● **What you need to do**:
Among the entries that follow, some lines contain the word "offset". Show all of them.

_ _ _ _

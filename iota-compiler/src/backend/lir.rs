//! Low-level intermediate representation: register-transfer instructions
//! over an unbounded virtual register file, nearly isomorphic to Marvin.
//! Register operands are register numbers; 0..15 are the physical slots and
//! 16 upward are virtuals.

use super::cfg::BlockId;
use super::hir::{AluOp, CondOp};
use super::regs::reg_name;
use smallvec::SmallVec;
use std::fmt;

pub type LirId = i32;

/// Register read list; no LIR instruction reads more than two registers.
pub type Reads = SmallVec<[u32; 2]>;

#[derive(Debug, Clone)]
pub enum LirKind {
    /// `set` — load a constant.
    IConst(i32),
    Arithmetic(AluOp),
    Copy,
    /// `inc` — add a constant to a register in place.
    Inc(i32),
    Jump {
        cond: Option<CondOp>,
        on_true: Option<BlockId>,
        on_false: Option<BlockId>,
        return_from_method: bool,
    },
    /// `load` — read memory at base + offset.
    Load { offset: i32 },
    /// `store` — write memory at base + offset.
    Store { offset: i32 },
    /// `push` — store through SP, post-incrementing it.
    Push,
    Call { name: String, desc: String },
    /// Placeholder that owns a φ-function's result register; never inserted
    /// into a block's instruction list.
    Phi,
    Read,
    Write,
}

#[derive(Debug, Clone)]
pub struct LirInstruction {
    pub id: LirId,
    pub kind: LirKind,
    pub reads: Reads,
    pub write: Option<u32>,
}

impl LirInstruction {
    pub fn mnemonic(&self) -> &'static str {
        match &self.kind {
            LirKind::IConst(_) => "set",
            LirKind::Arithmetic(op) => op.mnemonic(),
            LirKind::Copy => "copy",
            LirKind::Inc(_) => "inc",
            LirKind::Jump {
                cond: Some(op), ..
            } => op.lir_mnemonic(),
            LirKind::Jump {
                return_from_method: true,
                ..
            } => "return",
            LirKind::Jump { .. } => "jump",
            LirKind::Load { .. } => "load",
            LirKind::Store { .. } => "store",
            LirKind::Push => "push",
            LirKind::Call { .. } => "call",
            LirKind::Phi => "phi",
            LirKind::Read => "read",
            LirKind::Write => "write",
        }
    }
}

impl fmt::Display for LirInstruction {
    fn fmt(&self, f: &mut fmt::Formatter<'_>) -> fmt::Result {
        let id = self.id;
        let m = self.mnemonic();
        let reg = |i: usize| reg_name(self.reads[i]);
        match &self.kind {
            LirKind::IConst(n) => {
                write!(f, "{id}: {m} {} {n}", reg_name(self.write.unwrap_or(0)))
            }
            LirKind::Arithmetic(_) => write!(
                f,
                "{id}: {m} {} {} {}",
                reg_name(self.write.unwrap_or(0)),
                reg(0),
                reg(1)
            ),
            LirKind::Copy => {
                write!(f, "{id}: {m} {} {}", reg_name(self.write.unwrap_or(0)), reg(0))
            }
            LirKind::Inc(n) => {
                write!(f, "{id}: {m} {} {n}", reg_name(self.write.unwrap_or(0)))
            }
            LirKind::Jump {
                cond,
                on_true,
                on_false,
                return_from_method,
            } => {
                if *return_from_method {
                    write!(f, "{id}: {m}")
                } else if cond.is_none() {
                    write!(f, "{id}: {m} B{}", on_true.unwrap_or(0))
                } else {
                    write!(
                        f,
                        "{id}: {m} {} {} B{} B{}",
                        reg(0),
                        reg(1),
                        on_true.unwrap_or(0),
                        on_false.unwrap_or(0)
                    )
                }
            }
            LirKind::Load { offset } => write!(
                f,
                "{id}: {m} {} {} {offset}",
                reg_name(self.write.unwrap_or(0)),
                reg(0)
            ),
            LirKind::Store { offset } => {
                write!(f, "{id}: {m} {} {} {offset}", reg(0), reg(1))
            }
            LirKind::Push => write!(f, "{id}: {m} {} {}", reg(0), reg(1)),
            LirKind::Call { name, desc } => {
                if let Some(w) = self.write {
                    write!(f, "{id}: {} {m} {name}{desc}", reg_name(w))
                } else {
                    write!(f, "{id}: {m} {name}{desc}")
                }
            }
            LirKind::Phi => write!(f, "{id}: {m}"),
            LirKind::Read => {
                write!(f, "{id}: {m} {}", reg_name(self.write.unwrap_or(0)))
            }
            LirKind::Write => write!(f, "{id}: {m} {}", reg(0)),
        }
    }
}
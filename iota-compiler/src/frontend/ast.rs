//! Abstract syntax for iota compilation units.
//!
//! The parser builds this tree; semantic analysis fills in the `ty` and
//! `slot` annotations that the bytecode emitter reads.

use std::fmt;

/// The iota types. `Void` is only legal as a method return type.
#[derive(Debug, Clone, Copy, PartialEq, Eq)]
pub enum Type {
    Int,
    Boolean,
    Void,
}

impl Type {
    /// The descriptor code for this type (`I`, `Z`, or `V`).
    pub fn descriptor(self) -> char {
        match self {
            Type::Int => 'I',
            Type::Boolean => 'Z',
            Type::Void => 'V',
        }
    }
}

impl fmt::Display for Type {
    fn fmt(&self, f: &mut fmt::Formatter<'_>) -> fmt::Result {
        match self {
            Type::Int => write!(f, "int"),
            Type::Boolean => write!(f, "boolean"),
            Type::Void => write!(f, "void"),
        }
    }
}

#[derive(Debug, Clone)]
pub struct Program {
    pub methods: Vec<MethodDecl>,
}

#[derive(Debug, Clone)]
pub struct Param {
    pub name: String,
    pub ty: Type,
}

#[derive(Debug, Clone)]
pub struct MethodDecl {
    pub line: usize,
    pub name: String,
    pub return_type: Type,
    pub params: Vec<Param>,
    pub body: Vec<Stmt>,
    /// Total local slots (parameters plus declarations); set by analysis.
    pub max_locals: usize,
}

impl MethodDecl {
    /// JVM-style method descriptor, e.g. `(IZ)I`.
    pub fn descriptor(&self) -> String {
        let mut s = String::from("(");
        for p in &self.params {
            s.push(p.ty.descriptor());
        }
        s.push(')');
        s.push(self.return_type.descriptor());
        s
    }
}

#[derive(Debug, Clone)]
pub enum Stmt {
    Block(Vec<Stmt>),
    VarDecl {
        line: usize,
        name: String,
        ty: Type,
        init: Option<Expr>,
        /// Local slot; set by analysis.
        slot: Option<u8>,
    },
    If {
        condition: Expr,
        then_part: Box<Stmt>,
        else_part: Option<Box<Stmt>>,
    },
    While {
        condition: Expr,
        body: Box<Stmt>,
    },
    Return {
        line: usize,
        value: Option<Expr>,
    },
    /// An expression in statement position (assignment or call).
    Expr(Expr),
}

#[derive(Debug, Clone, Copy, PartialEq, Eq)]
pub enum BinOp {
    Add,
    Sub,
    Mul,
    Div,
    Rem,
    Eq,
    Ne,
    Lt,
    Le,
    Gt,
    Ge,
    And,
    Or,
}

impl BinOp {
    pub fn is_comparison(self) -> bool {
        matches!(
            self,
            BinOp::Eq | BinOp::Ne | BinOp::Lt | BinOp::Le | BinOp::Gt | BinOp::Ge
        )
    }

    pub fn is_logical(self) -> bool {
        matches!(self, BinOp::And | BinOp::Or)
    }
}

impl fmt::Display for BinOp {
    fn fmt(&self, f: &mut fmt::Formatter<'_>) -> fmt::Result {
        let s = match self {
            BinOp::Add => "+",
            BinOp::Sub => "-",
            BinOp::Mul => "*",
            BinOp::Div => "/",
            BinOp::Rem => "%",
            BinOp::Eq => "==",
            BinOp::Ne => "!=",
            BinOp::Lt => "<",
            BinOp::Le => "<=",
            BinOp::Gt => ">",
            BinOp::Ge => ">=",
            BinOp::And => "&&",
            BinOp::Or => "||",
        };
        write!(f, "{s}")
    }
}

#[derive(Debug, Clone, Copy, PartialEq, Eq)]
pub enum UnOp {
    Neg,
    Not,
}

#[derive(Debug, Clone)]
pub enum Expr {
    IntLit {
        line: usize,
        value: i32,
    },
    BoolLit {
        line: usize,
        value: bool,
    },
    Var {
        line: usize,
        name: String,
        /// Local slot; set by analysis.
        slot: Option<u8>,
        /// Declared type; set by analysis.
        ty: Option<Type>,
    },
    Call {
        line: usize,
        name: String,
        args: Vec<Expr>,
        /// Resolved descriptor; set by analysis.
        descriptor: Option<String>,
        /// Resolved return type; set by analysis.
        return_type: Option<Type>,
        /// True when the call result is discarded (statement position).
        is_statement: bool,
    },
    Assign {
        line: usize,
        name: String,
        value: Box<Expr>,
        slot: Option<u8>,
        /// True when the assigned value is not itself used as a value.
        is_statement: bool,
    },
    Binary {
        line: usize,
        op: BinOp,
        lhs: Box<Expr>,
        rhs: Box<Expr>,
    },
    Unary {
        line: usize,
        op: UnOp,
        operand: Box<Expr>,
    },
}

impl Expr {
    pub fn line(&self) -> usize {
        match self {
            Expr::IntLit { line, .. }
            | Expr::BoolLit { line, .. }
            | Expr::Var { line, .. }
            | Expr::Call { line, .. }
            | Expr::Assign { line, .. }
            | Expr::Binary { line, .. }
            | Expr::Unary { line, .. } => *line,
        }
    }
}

_ _ _ _

● **Your solution**:
    /// `load` — read memory at base + offset.
    Load { offset: i32 },
    /// `store` — write memory at base + offset.
    Store { offset: i32 },
            LirKind::Load { offset } => write!(
                "{id}: {m} {} {} {offset}",
            LirKind::Store { offset } => {
                write!(f, "{id}: {m} {} {} {offset}", reg(0), reg(1))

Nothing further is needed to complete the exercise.